Minecraft is sometimes criticized for the lack of a competitive element and mostly regarded as a casual game as it targets all ages. However, there is a place for Minecraft to enter the esports scene in a new wave of game style, and the league organizers have a sharp vision.
With the popularity of build challenges and PvP, it was decided that the MCCL will be made up a mixture of the two. There are two parts to the MCCL with a planned eight colleges competing in the league by building their own home arenas with challenges and obstacles of their own creation before the PvP element begins in January 2022. Teams representing their colleges will come together to create a custom world following a few guidelines besides their own imagination.

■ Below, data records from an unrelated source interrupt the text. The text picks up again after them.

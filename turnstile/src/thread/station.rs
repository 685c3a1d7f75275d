//! # Station Orchestrator
//!
//! `Station` owns the admission queue, the resource pool, the stop signal and
//! the actor threads, and drives a run through its phases:
//!
//! ```text
//! configure -> start -> run_for -> stop_and_join -> report -> teardown
//! ```
//!
//! ## Key Concepts
//! - Shared state: actors hold an `Arc` of one [`StationContext`]; every actor
//!   sees the same queue and pool instances
//! - Cooperative stop: raising the stop signal never interrupts a service or a
//!   resource wait; actors notice it at their next check
//! - Explicit reporting: counters are read by [`Station::report`] strictly
//!   after every actor thread has been joined
//!
//! ## Liveness
//! An actor blocked on `acquire` after the stop is not interrupted. Every
//! in-service actor releases its resource when its service ends, so the head
//! of the line always gets one and the join completes.

use std::collections::BTreeSet;
use std::fmt;
use std::sync::{Arc, Weak};
use std::thread::{self, JoinHandle};
use std::time::Duration;

use tracing::{error, info, warn};
use uuid::Uuid;

use turnstile_api::actor::{Actor, ActorExit};
use turnstile_api::clock::Clock;
use turnstile_api::event::ServiceEvent;
use turnstile_api::report::{ActorOutcome, StationReport};
use turnstile_api::types::ActorId;

use crate::logging;
use crate::thread::actor::StationActor;
use crate::thread::clock::SystemClock;
use crate::thread::config::{StationConfig, WaitStrategy};
use crate::thread::counter::UsageCounter;
use crate::thread::error::StationError;
use crate::thread::journal::Journal;
use crate::thread::pool::ResourcePool;
use crate::thread::queue::BoundedFifoQueue;
use crate::thread::signal::StopSignal;
use crate::{log_error, log_system};

/// State shared by every actor of a station.
///
/// Actors only touch it through the queue's and the pool's synchronized
/// operations.
#[derive(Debug)]
pub struct StationContext {
    line: BoundedFifoQueue<ActorId>,
    pool: ResourcePool,
    stop: StopSignal,
    clock: Arc<dyn Clock>,
    journal: Journal,
    service_duration: Duration,
    wait_strategy: WaitStrategy,
    actor_label: String,
}

impl StationContext {
    /// The admission queue.
    pub fn line(&self) -> &BoundedFifoQueue<ActorId> {
        &self.line
    }

    pub fn pool(&self) -> &ResourcePool {
        &self.pool
    }

    pub fn stop_signal(&self) -> &StopSignal {
        &self.stop
    }

    pub fn clock(&self) -> &dyn Clock {
        self.clock.as_ref()
    }

    pub fn journal(&self) -> &Journal {
        &self.journal
    }

    pub fn service_duration(&self) -> Duration {
        self.service_duration
    }

    pub fn wait_strategy(&self) -> &WaitStrategy {
        &self.wait_strategy
    }

    pub fn actor_label(&self) -> &str {
        &self.actor_label
    }

    /// Raises the stop signal and wakes every actor waiting for its turn.
    fn raise_stop(&self) -> bool {
        let raised = self.stop.raise();
        self.line.wake_all();
        raised
    }
}

/// Phase of a station run.
#[derive(Debug, Clone, Copy, PartialEq, Eq)]
pub enum StationState {
    /// Resources seeded, no actor threads yet
    Configured,
    /// Actor threads running
    Running,
    /// Every actor thread joined
    Stopped,
    /// Final counters read
    Reported,
}

impl StationState {
    fn as_str(self) -> &'static str {
        match self {
            StationState::Configured => "configured",
            StationState::Running => "running",
            StationState::Stopped => "stopped",
            StationState::Reported => "reported",
        }
    }
}

impl fmt::Display for StationState {
    fn fmt(&self, f: &mut fmt::Formatter<'_>) -> fmt::Result {
        f.write_str(self.as_str())
    }
}

/// Raises a station's stop signal from another thread.
///
/// Holds a weak reference; once the station is gone, raising does nothing.
#[derive(Debug, Clone)]
pub struct StopHandle {
    context: Weak<StationContext>,
}

impl StopHandle {
    /// # Returns
    /// `true` if this call raised the signal.
    pub fn raise(&self) -> bool {
        match self.context.upgrade() {
            Some(context) => context.raise_stop(),
            None => false,
        }
    }
}

/// Entry for one actor thread
struct ActorSlot {
    id: ActorId,
    usage: Arc<UsageCounter>,
    handle: Option<JoinHandle<ActorExit>>,
    exit: Option<ActorExit>,
}

/// A bounded shared-resource station.
pub struct Station {
    run_id: Uuid,
    config: StationConfig,
    context: Arc<StationContext>,
    actors: Vec<ActorSlot>,
    state: StationState,
    started_at: Duration,
    elapsed: Duration,
    journal: Vec<ServiceEvent>,
}

impl fmt::Debug for Station {
    fn fmt(&self, f: &mut fmt::Formatter<'_>) -> fmt::Result {
        f.debug_struct("Station")
            .field("run_id", &self.run_id)
            .field("state", &self.state)
            .field("actor_count", &self.actors.len())
            .field("pool", &self.context.pool)
            .finish()
    }
}

impl Station {
    /// Creates a station on wall-clock time.
    pub fn configure(config: StationConfig) -> Result<Self, StationError> {
        Self::with_clock(config, Arc::new(SystemClock::new()))
    }

    /// Creates a station whose waits and timestamps all go through `clock`.
    ///
    /// Builds the resources and seeds the pool; the admission queue stays
    /// empty until `start`.
    pub fn with_clock(config: StationConfig, clock: Arc<dyn Clock>) -> Result<Self, StationError> {
        config.validate()?;
        let actor_count = to_u32(config.actor_count)?;
        let resource_count = to_u32(config.resource_count)?;

        let journal = if config.record_journal {
            Journal::recording()
        } else {
            Journal::disabled()
        };

        let context = Arc::new(StationContext {
            line: BoundedFifoQueue::with_capacity(config.actor_count),
            pool: ResourcePool::new(resource_count),
            stop: StopSignal::new(),
            clock,
            journal,
            service_duration: config.service_duration,
            wait_strategy: config.wait_strategy.clone(),
            actor_label: config.actor_label.clone(),
        });

        let actors = (1..=actor_count)
            .map(|raw| ActorSlot {
                id: ActorId::new(raw),
                usage: Arc::new(UsageCounter::new()),
                handle: None,
                exit: None,
            })
            .collect();

        let run_id = Uuid::new_v4();
        log_system!(
            "configure",
            "completed",
            run_id = %run_id,
            actors = actor_count,
            resources = resource_count
        );

        Ok(Self {
            run_id,
            config,
            context,
            actors,
            state: StationState::Configured,
            started_at: Duration::ZERO,
            elapsed: Duration::ZERO,
            journal: Vec::new(),
        })
    }

    /// Configures, runs for the configured duration, reports and tears down.
    pub fn run_to_completion(config: StationConfig) -> Result<StationReport, StationError> {
        let run_duration = config.run_duration;
        let mut station = Self::configure(config)?;
        station.start()?;
        station.run_for(run_duration)?;
        station.stop_and_join()?;
        let report = station.report()?;
        station.teardown()?;
        Ok(report)
    }

    pub fn run_id(&self) -> Uuid {
        self.run_id
    }

    pub fn config(&self) -> &StationConfig {
        &self.config
    }

    pub fn state(&self) -> StationState {
        self.state
    }

    pub fn context(&self) -> &StationContext {
        &self.context
    }

    /// Ids of every actor, in spawn order.
    pub fn actor_ids(&self) -> impl Iterator<Item = ActorId> + '_ {
        self.actors.iter().map(|slot| slot.id)
    }

    /// A handle that raises the stop signal from another thread.
    pub fn stop_handle(&self) -> StopHandle {
        StopHandle {
            context: Arc::downgrade(&self.context),
        }
    }

    /// Spawns one thread per actor.
    ///
    /// If a spawn fails, the actors already running are stopped and joined
    /// before the error is returned.
    pub fn start(&mut self) -> Result<(), StationError> {
        self.expect_state("start", &[StationState::Configured])?;

        let dispatch = logging::current_subscriber();
        self.started_at = self.context.clock.elapsed();
        self.state = StationState::Running;

        for index in 0..self.actors.len() {
            let slot = &mut self.actors[index];
            let id = slot.id;
            let mut actor = StationActor::new(id, Arc::clone(&slot.usage));
            let context = Arc::clone(&self.context);
            let dispatch = dispatch.clone();

            let spawned = thread::Builder::new()
                .name(format!("actor-{}", id))
                .spawn(move || {
                    tracing::dispatcher::with_default(&dispatch, || actor.run(&context))
                });

            match spawned {
                Ok(handle) => slot.handle = Some(handle),
                Err(source) => {
                    log_error!(source, actor = %id, "failed to spawn actor thread");
                    self.stop_and_join()?;
                    return Err(StationError::ThreadSpawn { actor: id, source });
                }
            }
        }

        log_system!("start", "completed", run_id = %self.run_id, actors = self.actors.len());
        Ok(())
    }

    /// Keeps the station open for `duration` of clock time.
    ///
    /// This is the only thing that decides how long a run lasts. It returns
    /// early only if the stop signal is raised through a [`StopHandle`].
    pub fn run_for(&self, duration: Duration) -> Result<(), StationError> {
        self.expect_state("run", &[StationState::Running])?;

        let interrupted = self
            .context
            .stop
            .wait_timeout(self.context.clock.to_wall(duration));
        if interrupted {
            info!(run_id = %self.run_id, "run window ended early by stop request");
        }
        Ok(())
    }

    /// Raises the stop signal and joins every actor thread.
    ///
    /// Calling it again after the join is a no-op.
    pub fn stop_and_join(&mut self) -> Result<(), StationError> {
        if matches!(self.state, StationState::Stopped | StationState::Reported) {
            return Ok(());
        }

        self.context.raise_stop();

        for slot in &mut self.actors {
            let Some(handle) = slot.handle.take() else {
                continue;
            };
            let exit = match handle.join() {
                Ok(exit) => exit,
                Err(payload) => {
                    let message = panic_message(payload.as_ref());
                    log_error!(message, actor = %slot.id, "actor thread panicked");
                    let exit = ActorExit::Panicked(message);
                    self.context.journal.record(|| ServiceEvent::Exited {
                        actor: slot.id,
                        exit: exit.clone(),
                    });
                    exit
                }
            };
            slot.exit = Some(exit);
        }

        self.elapsed = self.context.clock.elapsed().saturating_sub(self.started_at);
        self.journal = self.context.journal.drain();
        self.state = StationState::Stopped;

        log_system!(
            "stop",
            "completed",
            run_id = %self.run_id,
            elapsed_ms = self.elapsed.as_millis() as u64
        );
        Ok(())
    }

    /// Reads the final per-actor and per-resource counters.
    ///
    /// Only available once every actor has been joined; reading again returns
    /// the same counts.
    pub fn report(&mut self) -> Result<StationReport, StationError> {
        self.expect_state("report", &[StationState::Stopped, StationState::Reported])?;

        let actors = self
            .actors
            .iter()
            .map(|slot| slot.usage.readout(&self.config.actor_label, slot.id.get()))
            .collect();
        let resources = self
            .context
            .pool
            .resources()
            .map(|resource| {
                resource
                    .usage()
                    .readout(&self.config.resource_label, resource.id().get())
            })
            .collect();
        let outcomes = self
            .actors
            .iter()
            .filter_map(|slot| {
                slot.exit.clone().map(|exit| ActorOutcome {
                    actor: slot.id,
                    exit,
                })
            })
            .collect();

        let report = StationReport {
            run_id: self.run_id,
            elapsed: self.elapsed,
            actors,
            resources,
            outcomes,
        };

        if !report.is_conserved() {
            warn!(
                actor_total = report.actor_total(),
                resource_total = report.resource_total(),
                "actor and resource service counts differ"
            );
        }
        log_system!(
            "report",
            "completed",
            run_id = %self.run_id,
            services = report.resource_total(),
            faulted = report.faulted().count()
        );

        self.state = StationState::Reported;
        Ok(report)
    }

    /// Service journal of the run; empty unless `record_journal` was set.
    pub fn journal(&self) -> Result<&[ServiceEvent], StationError> {
        self.expect_state("read journal", &[StationState::Stopped, StationState::Reported])?;
        Ok(&self.journal)
    }

    /// Drains the pool and checks every resource came back exactly once.
    pub fn teardown(self) -> Result<(), StationError> {
        self.expect_state("tear down", &[StationState::Reported])?;

        let expected = self.context.pool.capacity();
        let recovered = self.context.pool.drain();
        let distinct: BTreeSet<_> = recovered
            .iter()
            .filter(|id| self.context.pool.resource(**id).is_some())
            .collect();

        if recovered.len() != expected || distinct.len() != expected {
            error!(
                expected,
                recovered = recovered.len(),
                "pool did not recover every resource"
            );
            return Err(StationError::ResourceLeak {
                expected,
                recovered: recovered.len(),
            });
        }

        log_system!("teardown", "completed", run_id = %self.run_id, resources = expected);
        Ok(())
    }

    fn expect_state(
        &self,
        operation: &'static str,
        allowed: &[StationState],
    ) -> Result<(), StationError> {
        if allowed.contains(&self.state) {
            Ok(())
        } else {
            Err(StationError::InvalidState {
                operation,
                state: self.state.as_str(),
            })
        }
    }
}

impl Drop for Station {
    /// A station dropped mid-run stops and joins its actors first.
    fn drop(&mut self) {
        if self.state != StationState::Running {
            return;
        }
        warn!(run_id = %self.run_id, "station dropped while running");
        if let Err(err) = self.stop_and_join() {
            log_error!(err, run_id = %self.run_id, "failed to stop dropped station");
        }
    }
}

fn to_u32(count: usize) -> Result<u32, StationError> {
    u32::try_from(count)
        .map_err(|_| StationError::InvalidConfig(format!("count {} does not fit in 32 bits", count)))
}

fn panic_message(payload: &(dyn std::any::Any + Send)) -> String {
    if let Some(s) = payload.downcast_ref::<String>() {
        s.clone()
    } else if let Some(s) = payload.downcast_ref::<&str>() {
        s.to_string()
    } else {
        "Unknown panic".to_string()
    }
}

This phase will help the teams work with innovation to win the community voted award for ‘MCCL Best Builders’ as well the fight for the winning status of the UK’s collegiate Minecraft PvP championship.
Check out more information about Minecraft Collegiate League
For younger students (grades 3-12), worldwide Minecraft challenges are being offered free by the non-profit NASEF. Youth who participate will build STEAM and technology skills as they participate in the digital Rube Goldberg Machine Minecraft Contest: a competition to build to devise a digital contraption that completes a simple task in the most wacky and overly-complicated way possible. Focused livestreams will share interesting Minecraft builds and emphasize the engineering design process. In the spring, Farmcraft will teach lessons about the environment and agriculture through Minecraft.
Whether in middle school or college, Minecraft will provide all students an engaging and entertaining platform for learning. Give it a try!